What this task involves: From the entries that follow, copy exactly the lines beginning at the line holding "let after = span_nodes(&doc, start, end).unwrap();" and continuing through the line holding "so the string".
═══ Records provided ═══
//! Node-range reconciliation
//!
//! Updates the span of siblings between two boundary sentinels to match
//! a new logical value sequence with a bounded number of insert, move
//! and remove operations. This is a greedy single left-to-right pass,
//! not a minimal-edit-distance diff: it may move more nodes than an
//! optimal algorithm would, in exchange for linear-time behavior.
//!
//! Repeating a call with the same logical values performs zero
//! mutations.

use std::collections::HashSet;

use super::part::Value;
use crate::dom::{Document, NodeId, NodeKind};
use crate::Error;

/// Collect the span contents by walking from the start sentinel's next
/// sibling to the end sentinel
///
/// Fails with [`Error::DetachedBoundary`] when either sentinel has lost
/// its parent or they are no longer siblings of the same span.
pub(crate) fn span_nodes(
    doc: &Document,
    start: NodeId,
    end: NodeId,
) -> Result<Vec<NodeId>, Error> {
    let parent = doc.parent(start).ok_or(Error::DetachedBoundary)?;
    if doc.parent(end) != Some(parent) {
        return Err(Error::DetachedBoundary);
    }
    let mut nodes = Vec::new();
    let mut cursor = doc.next_sibling(start);
    loop {
        match cursor {
            Some(node) if node == end => return Ok(nodes),
            Some(node) => {
                nodes.push(node);
                cursor = doc.next_sibling(node);
            }
            None => return Err(Error::DetachedBoundary),
        }
    }
}

/// Replace the span between `start` and `end` with `values`
pub(crate) fn reconcile(
    doc: &mut Document,
    start: NodeId,
    end: NodeId,
    values: &[Value],
) -> Result<(), Error> {
    // Validate everything before the first mutation
    let current = span_nodes(doc, start, end)?;
    let parent = doc.parent(start).ok_or(Error::DetachedBoundary)?;

    let mut node_values: HashSet<NodeId> = HashSet::new();
    for value in values {
        if let Value::Node(id) = value {
            let placeable = matches!(
                doc.kind(*id),
                Some(NodeKind::Element | NodeKind::Text | NodeKind::Comment)
            );
            if !placeable || *id == start || *id == end {
                return Err(Error::InvalidValue { node: *id });
            }
            if !node_values.insert(*id) {
                // The same node cannot occupy two positions
                return Err(Error::InvalidValue { node: *id });
            }
        }
    }

    // Normalize: node values pass through; text values reuse a
    // content-equal current text node not claimed by identity elsewhere,
    // first match wins, each node at most once; otherwise a fresh text
    // node is created.
    let mut claimed: HashSet<NodeId> = HashSet::new();
    let mut normalized: Vec<NodeId> = Vec::with_capacity(values.len());
    for value in values {
        match value {
            Value::Node(id) => normalized.push(*id),
            Value::Text(text) => {
                let reusable = current.iter().copied().find(|&node| {
                    doc.kind(node) == Some(NodeKind::Text)
                        && !node_values.contains(&node)
                        && !claimed.contains(&node)
                        && doc.text(node) == Some(text.as_str())
                });
                match reusable {
                    Some(node) => {
                        claimed.insert(node);
                        normalized.push(node);
                    }
                    None => normalized.push(doc.create_text(text)),
                }
            }
        }
    }

    // Removal: drop current nodes absent from the new sequence
    let keep: HashSet<NodeId> = normalized.iter().copied().collect();
    let mut removed = 0usize;
    for &node in &current {
        if !keep.contains(&node) {
            doc.detach(node);
            removed += 1;
        }
    }

    // Reorder preserved nodes in one left-to-right pass
    let current_set: HashSet<NodeId> = current.iter().copied().collect();
    let mut cursor = doc.next_sibling(start).unwrap_or(end);
    let mut moved = 0usize;
    for &node in &normalized {
        if !current_set.contains(&node) {
            continue;
        }
        if node == cursor {
            cursor = doc.next_sibling(cursor).unwrap_or(end);
        } else {
            doc.insert_before(parent, node, Some(cursor));
            moved += 1;
        }
    }

    // Insertion: splice in everything not already at the walk cursor
    let mut cursor = doc.next_sibling(start).unwrap_or(end);
    let mut inserted = 0usize;
    for &node in &normalized {
        if node == cursor {
            cursor = doc.next_sibling(cursor).unwrap_or(end);
        } else {
            doc.insert_before(parent, node, Some(cursor));
            inserted += 1;
        }
    }

    log::trace!(
        "reconcile: {} values, {} removed, {} moved, {} inserted",
        values.len(),
        removed,
        moved,
        inserted
    );
    Ok(())
}

#[cfg(test)]
mod tests {
    use super::*;

    /// Build a doc with a parent element and a sentinel-bounded span
    fn setup() -> (Document, NodeId, NodeId, NodeId) {
        let mut doc = Document::new();
        let host = doc.create_element("div");
        doc.append_child(doc.root(), host);
        let start = doc.create_sentinel();
        let end = doc.create_sentinel();
        doc.append_child(host, start);
        doc.append_child(host, end);
        (doc, host, start, end)
    }

    fn span_texts(doc: &Document, start: NodeId, end: NodeId) -> Vec<String> {
        span_nodes(doc, start, end)
            .unwrap()
            .into_iter()
            .map(|n| doc.text(n).unwrap_or("").to_string())
            .collect()
    }

    #[test]
    fn test_fill_empty_span() {
        let (mut doc, _, start, end) = setup();
        reconcile(&mut doc, start, end, &["a".into(), "b".into()]).unwrap();
        assert_eq!(span_texts(&doc, start, end), vec!["a", "b"]);
    }

    #[test]
    fn test_clear_span() {
        let (mut doc, _, start, end) = setup();
        reconcile(&mut doc, start, end, &["hello".into()]).unwrap();
        reconcile(&mut doc, start, end, &[]).unwrap();
        assert!(span_nodes(&doc, start, end).unwrap().is_empty());
        assert_eq!(doc.next_sibling(start), Some(end));
    }

    #[test]
    fn test_idempotent_call_mutates_nothing() {
        let (mut doc, _, start, end) = setup();
        let values: Vec<Value> = vec!["a".into(), "b".into(), "c".into()];
        reconcile(&mut doc, start, end, &values).unwrap();
        let before = doc.mutation_count();
        let nodes_before = doc.node_count();
        reconcile(&mut doc, start, end, &values).unwrap();
        assert_eq!(doc.mutation_count(), before);
        assert_eq!(doc.node_count(), nodes_before);
    }

    #[test]
    fn test_swap_reuses_text_nodes() {
        let (mut doc, _, start, end) = setup();
        reconcile(&mut doc, start, end, &["x".into(), "y".into()]).unwrap();
        let original = span_nodes(&doc, start, end).unwrap();
        let nodes_before = doc.node_count();

        reconcile(&mut doc, start, end, &["y".into(), "x".into()]).unwrap();
        assert_eq!(doc.node_count(), nodes_before);
        let after = span_nodes(&doc, start, end).unwrap();
        assert_eq!(after, vec![original[1], original[0]]);
    }

    #[test]
    fn test_rotation_moves_two_nodes() {
        let (mut doc, _, start, end) = setup();
        reconcile(&mut doc, start, end, &["a".into(), "b".into(), "c".into()]).unwrap();
        let before = doc.mutation_count();
        let nodes_before = doc.node_count();

        reconcile(&mut doc, start, end, &["b".into(), "c".into(), "a".into()]).unwrap();
        assert_eq!(span_texts(&doc, start, end), vec!["b", "c", "a"]);
        // Greedy pass relocates b and c in front of a; nothing is recreated
        assert_eq!(doc.mutation_count(), before + 2);
        assert_eq!(doc.node_count(), nodes_before);
    }

    #[test]
    fn test_node_value_passthrough() {
        let (mut doc, _, start, end) = setup();
        let em = doc.create_element("em");
        reconcile(&mut doc, start, end, &["a".into(), em.into()]).unwrap();
        let nodes = span_nodes(&doc, start, end).unwrap();
        assert_eq!(nodes.len(), 2);
        assert_eq!(doc.tag_name(nodes[1]), Some("em"));
    }

    #[test]
    fn test_text_not_stolen_from_node_value() {
        let (mut doc, _, start, end) = setup();
        reconcile(&mut doc, start, end, &["a".into()]).unwrap();
        let existing = span_nodes(&doc, start, end).unwrap()[0];

        // The existing "a" node is claimed by identity, so the string
        // value must materialize a fresh text node
        reconcile(&mut doc, start, end, &["a".into(), existing.into()]).unwrap();
        let nodes = span_nodes(&doc, start, end).unwrap();
        assert_eq!(nodes.len(), 2);
        assert_eq!(nodes[1], existing);
        assert_ne!(nodes[0], existing);
        assert_eq!(doc.text(nodes[0]), Some("a"));
    }

    #[test]
    fn test_partial_overlap() {
        let (mut doc, _, start, end) = setup();
        reconcile(&mut doc, start, end, &["a".into(), "b".into()]).unwrap();
        reconcile(&mut doc, start, end, &["b".into(), "c".into()]).unwrap();
        assert_eq!(span_texts(&doc, start, end), vec!["b", "c"]);
    }

    #[test]
    fn test_detached_boundary_fails() {
        let (mut doc, _, start, end) = setup();
        doc.detach(start);
        let err = reconcile(&mut doc, start, end, &[]).unwrap_err();
        assert_eq!(err, Error::DetachedBoundary);
    }

    #[test]
    fn test_separated_boundaries_fail() {
        let (mut doc, _, start, end) = setup();
        let elsewhere = doc.create_element("p");
        doc.append_child(doc.root(), elsewhere);
        doc.append_child(elsewhere, end);
        let err = span_nodes(&doc, start, end).unwrap_err();
        assert_eq!(err, Error::DetachedBoundary);
    }

    #[test]
    fn test_invalid_value_rejected_before_mutation() {
        let (mut doc, _, start, end) = setup();
        reconcile(&mut doc, start, end, &["a".into()]).unwrap();
        let before = doc.mutation_count();
        let err = reconcile(
            &mut doc,
            start,
            end,
            &["b".into(), Value::Node(start)],
        )
        .unwrap_err();
        assert_eq!(err, Error::InvalidValue { node: start });
        assert_eq!(doc.mutation_count(), before);
        assert_eq!(span_texts(&doc, start, end), vec!["a"]);
    }

    #[test]
    fn test_duplicate_node_value_rejected() {
        let (mut doc, _, start, end) = setup();
        let em = doc.create_element("em");
        let err = reconcile(&mut doc, start, end, &[em.into(), em.into()]).unwrap_err();
        assert_eq!(err, Error::InvalidValue { node: em });
    }

    #[test]
    fn test_adopts_node_from_elsewhere() {
        let (mut doc, _, start, end) = setup();
        let aside = doc.create_element("aside");
        doc.append_child(doc.root(), aside);
        let moved = doc.create_element("em");
        doc.append_child(aside, moved);

        reconcile(&mut doc, start, end, &[moved.into()]).unwrap();
        assert_eq!(span_nodes(&doc, start, end).unwrap(), vec![moved]);
        assert_eq!(doc.first_child(aside), None);
    }
}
═══
Result for this exercise:
        let after = span_nodes(&doc, start, end).unwrap();
        assert_eq!(after, vec![original[1], original[0]]);
    }

    #[test]
    fn test_rotation_moves_two_nodes() {
        let (mut doc, _, start, end) = setup();
        reconcile(&mut doc, start, end, &["a".into(), "b".into(), "c".into()]).unwrap();
        let before = doc.mutation_count();
        let nodes_before = doc.node_count();

        reconcile(&mut doc, start, end, &["b".into(), "c".into(), "a".into()]).unwrap();
        assert_eq!(span_texts(&doc, start, end), vec!["b", "c", "a"]);
        // Greedy pass relocates b and c in front of a; nothing is recreated
        assert_eq!(doc.mutation_count(), before + 2);
        assert_eq!(doc.node_count(), nodes_before);
    }

    #[test]
    fn test_node_value_passthrough() {
        let (mut doc, _, start, end) = setup();
        let em = doc.create_element("em");
        reconcile(&mut doc, start, end, &["a".into(), em.into()]).unwrap();
        let nodes = span_nodes(&doc, start, end).unwrap();
        assert_eq!(nodes.len(), 2);
        assert_eq!(doc.tag_name(nodes[1]), Some("em"));
    }

    #[test]
    fn test_text_not_stolen_from_node_value() {
        let (mut doc, _, start, end) = setup();
        reconcile(&mut doc, start, end, &["a".into()]).unwrap();
        let existing = span_nodes(&doc, start, end).unwrap()[0];

        // The existing "a" node is claimed by identity, so the string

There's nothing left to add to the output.